----- Input -----
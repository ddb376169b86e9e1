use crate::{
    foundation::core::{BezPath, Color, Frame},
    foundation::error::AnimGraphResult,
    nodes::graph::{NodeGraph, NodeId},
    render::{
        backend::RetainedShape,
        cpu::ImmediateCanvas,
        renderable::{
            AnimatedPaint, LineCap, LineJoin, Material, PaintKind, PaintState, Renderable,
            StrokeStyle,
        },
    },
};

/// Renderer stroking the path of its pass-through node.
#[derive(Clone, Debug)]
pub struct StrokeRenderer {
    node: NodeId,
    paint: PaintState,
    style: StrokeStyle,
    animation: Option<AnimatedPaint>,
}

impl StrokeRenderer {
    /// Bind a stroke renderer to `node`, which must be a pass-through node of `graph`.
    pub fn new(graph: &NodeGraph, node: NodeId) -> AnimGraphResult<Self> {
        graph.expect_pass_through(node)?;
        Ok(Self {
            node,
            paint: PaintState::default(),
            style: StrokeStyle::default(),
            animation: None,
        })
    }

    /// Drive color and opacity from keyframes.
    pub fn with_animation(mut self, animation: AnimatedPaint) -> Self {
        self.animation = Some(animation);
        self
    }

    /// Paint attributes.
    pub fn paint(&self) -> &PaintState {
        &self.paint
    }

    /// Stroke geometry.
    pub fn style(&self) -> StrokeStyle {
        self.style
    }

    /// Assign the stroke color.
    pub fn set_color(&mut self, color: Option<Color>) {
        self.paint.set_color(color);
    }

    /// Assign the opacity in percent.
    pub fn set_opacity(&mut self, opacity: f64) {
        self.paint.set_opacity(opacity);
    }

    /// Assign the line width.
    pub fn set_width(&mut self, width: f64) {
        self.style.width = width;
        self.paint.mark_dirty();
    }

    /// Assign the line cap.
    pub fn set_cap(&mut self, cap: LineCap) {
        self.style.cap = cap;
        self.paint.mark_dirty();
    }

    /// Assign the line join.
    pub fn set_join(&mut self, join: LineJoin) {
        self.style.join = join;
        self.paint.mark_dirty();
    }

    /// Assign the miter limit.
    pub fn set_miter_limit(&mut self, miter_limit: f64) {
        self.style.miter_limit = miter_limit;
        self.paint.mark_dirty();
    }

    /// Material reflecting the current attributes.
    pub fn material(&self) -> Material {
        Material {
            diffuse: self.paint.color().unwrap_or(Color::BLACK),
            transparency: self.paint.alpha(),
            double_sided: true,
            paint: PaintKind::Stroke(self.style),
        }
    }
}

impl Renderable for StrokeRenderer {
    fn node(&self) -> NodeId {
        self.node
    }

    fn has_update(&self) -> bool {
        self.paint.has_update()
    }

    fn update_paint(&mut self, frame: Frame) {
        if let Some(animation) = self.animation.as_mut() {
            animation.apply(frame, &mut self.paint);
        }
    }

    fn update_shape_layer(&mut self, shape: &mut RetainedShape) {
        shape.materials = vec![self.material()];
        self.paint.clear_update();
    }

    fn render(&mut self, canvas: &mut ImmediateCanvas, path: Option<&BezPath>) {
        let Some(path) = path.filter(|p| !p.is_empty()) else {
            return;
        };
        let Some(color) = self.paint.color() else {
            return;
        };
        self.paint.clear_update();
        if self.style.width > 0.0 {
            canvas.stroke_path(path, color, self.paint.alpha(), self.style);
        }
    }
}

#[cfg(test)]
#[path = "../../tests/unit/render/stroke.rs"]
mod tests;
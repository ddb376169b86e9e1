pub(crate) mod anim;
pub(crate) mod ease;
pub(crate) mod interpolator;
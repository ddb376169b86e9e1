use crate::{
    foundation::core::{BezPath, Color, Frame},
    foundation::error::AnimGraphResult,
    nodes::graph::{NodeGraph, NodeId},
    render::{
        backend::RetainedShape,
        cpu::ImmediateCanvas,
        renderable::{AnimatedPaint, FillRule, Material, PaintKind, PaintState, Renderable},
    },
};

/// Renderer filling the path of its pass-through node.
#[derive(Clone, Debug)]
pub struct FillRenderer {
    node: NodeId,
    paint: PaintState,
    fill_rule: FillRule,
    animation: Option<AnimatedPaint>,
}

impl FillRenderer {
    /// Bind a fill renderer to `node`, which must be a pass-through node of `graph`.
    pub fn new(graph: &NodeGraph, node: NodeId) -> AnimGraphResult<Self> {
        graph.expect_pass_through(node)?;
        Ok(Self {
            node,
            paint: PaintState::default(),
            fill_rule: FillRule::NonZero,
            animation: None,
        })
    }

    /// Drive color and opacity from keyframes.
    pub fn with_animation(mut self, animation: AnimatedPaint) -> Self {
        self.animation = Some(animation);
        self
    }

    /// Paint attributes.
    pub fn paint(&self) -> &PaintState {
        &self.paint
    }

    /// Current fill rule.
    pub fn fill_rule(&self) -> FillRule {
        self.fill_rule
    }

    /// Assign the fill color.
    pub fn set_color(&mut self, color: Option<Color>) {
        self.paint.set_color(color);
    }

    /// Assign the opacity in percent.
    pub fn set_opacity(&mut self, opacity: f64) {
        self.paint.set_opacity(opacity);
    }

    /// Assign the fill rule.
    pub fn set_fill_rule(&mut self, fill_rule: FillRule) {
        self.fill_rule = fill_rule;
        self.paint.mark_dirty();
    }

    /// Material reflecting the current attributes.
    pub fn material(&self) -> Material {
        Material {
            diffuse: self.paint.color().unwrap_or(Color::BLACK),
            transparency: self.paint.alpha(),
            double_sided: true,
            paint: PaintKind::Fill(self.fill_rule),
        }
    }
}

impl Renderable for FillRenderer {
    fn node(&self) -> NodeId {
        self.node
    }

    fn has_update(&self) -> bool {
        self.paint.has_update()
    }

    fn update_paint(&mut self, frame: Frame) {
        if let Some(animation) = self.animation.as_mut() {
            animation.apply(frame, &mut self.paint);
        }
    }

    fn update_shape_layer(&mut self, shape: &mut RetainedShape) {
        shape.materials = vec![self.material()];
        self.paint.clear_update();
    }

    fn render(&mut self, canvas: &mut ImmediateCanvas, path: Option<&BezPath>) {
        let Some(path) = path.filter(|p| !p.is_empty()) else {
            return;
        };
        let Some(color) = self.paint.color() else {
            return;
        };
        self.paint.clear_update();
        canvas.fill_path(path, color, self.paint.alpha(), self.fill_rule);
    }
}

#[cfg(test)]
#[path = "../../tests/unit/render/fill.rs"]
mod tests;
-----
Prompt ->
Your answer must be the lines from the first line of the entries above through the line that contains "stroking the path of its pass-through node.", written out exactly.

Response ->
repository ddb376169b86e9e1
use crate::{
    foundation::core::{BezPath, Color, Frame},
    foundation::error::AnimGraphResult,
    nodes::graph::{NodeGraph, NodeId},
    render::{
        backend::RetainedShape,
        cpu::ImmediateCanvas,
        renderable::{
            AnimatedPaint, LineCap, LineJoin, Material, PaintKind, PaintState, Renderable,
            StrokeStyle,
        },
    },
};

/// Renderer stroking the path of its pass-through node.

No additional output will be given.